Franklin County Prosecuting Attorney Vic Pearson said in a statement that the incident had spurred "a considerable amount of public reaction", adding that both his office and law enforcement had received so many calls that it was interfering with their ability to proceed with the investigation.
Seventh-grader Este Hull also made statements suggesting that the puppy was alive.
"If it was a deformed puppy and it was going to die anyway, (it) is very much circle of life", parent Annette Salvesen said. "I feel a little bit better that it was a puppy that was going to die, not just a healthy puppy". Former students described the teacher as well-liked.
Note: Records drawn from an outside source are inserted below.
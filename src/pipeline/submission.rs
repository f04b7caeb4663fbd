//! Submission stage: input queue to decoder device

use super::context::{PipelineContext, PipelineProgress};
use super::frame_unit::FrameUnit;
use crate::decoder::{BufferFlag, HardwareDecoder, SubmitError};
use crate::utils::config::PipelineConfig;
use crate::utils::error::{PipelineError, Result};
use log::{debug, info, trace};
use std::sync::Arc;
use std::thread;
use std::time::Duration;

/// Hands queued units to the device in order
pub struct SubmissionStage {
    context: Arc<PipelineContext>,
    decoder: Arc<dyn HardwareDecoder>,
    retry_limit: u64,
    retry_delay: Duration,
}

impl SubmissionStage {
    /// Create the stage
    pub fn new(
        context: Arc<PipelineContext>,
        decoder: Arc<dyn HardwareDecoder>,
        config: &PipelineConfig,
    ) -> Self {
        Self {
            context,
            decoder,
            retry_limit: config.submit_retry_limit,
            retry_delay: config.submit_retry_delay(),
        }
    }

    /// Submit every unit until the sentinel has been handed over
    pub fn run(self) -> Result<()> {
        info!("Submission stage started on {}", self.decoder.name());

        loop {
            // A unit leaves the queue only once a device slot is free
            self.context
                .hardware_slots
                .acquire()
                .map_err(|_| PipelineError::Aborted)?;

            let mut unit = self
                .context
                .input_queue
                .pop()
                .ok_or(PipelineError::Aborted)?;
            unit.mark_handled();

            if unit.is_end_of_stream() {
                self.submit(&unit, BufferFlag::EndOfStream)?;
                PipelineProgress::finish(&self.context.progress.submit_completed);
                info!(
                    "Submission stage finished: {} frames submitted",
                    PipelineProgress::get(&self.context.progress.submitted)
                );
                return Ok(());
            }

            self.context.input_cache.release();
            self.submit(&unit, BufferFlag::EndOfFrame)?;

            let submitted = PipelineProgress::bump(&self.context.progress.submitted);
            debug!(
                "Submitted frame {} ({} bytes), {} submitted",
                unit.timestamp(),
                unit.len(),
                submitted
            );
        }
    }

    /// Retry a rejected submission until the device takes it
    fn submit(&self, unit: &FrameUnit, flag: BufferFlag) -> Result<()> {
        let mut attempts: u64 = 0;
        loop {
            attempts += 1;
            match self.decoder.submit(unit.data(), unit.timestamp(), flag) {
                Ok(()) => return Ok(()),
                Err(SubmitError::Closed) => return Err(PipelineError::DeviceClosed),
                Err(SubmitError::Busy) => {
                    if attempts >= self.retry_limit {
                        return Err(PipelineError::SubmitRetriesExhausted {
                            attempts,
                            timestamp: unit.timestamp(),
                        });
                    }
                    if self.context.is_aborted() {
                        return Err(PipelineError::Aborted);
                    }

                    PipelineProgress::bump(&self.context.progress.submit_retries);
                    trace!("Device busy, retrying frame {}", unit.timestamp());
                    if !self.retry_delay.is_zero() {
                        thread::sleep(self.retry_delay);
                    }
                }
            }
        }
    }
}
"While the district certainly does not condone individual actions that may violate district policy or reasonable expectations of behavior, we hope that any errors in judgment made by a teacher in this instance will not cause us to forget the years of care, effort and passion the teacher has given to the students of the Preston School District". "The prosecutor said, 'Until he decides, he considers it an open book.' He doesn't want us to do anything to hamper the investigation".
Parents and students said Crosland kept tanks of exotic snakes and reptiles in his classroom, making demonstrations at feeding times during class. "I loved his class because he had turtles and snakes and other cool things", one student said.
Parish was the one who alerted the police after a teacher from the school informed her of the incident.
District administration said it is taking steps to ensure this type of action could not be repeated.
"There's a lot of humane things you can do", Parrish told KSTU.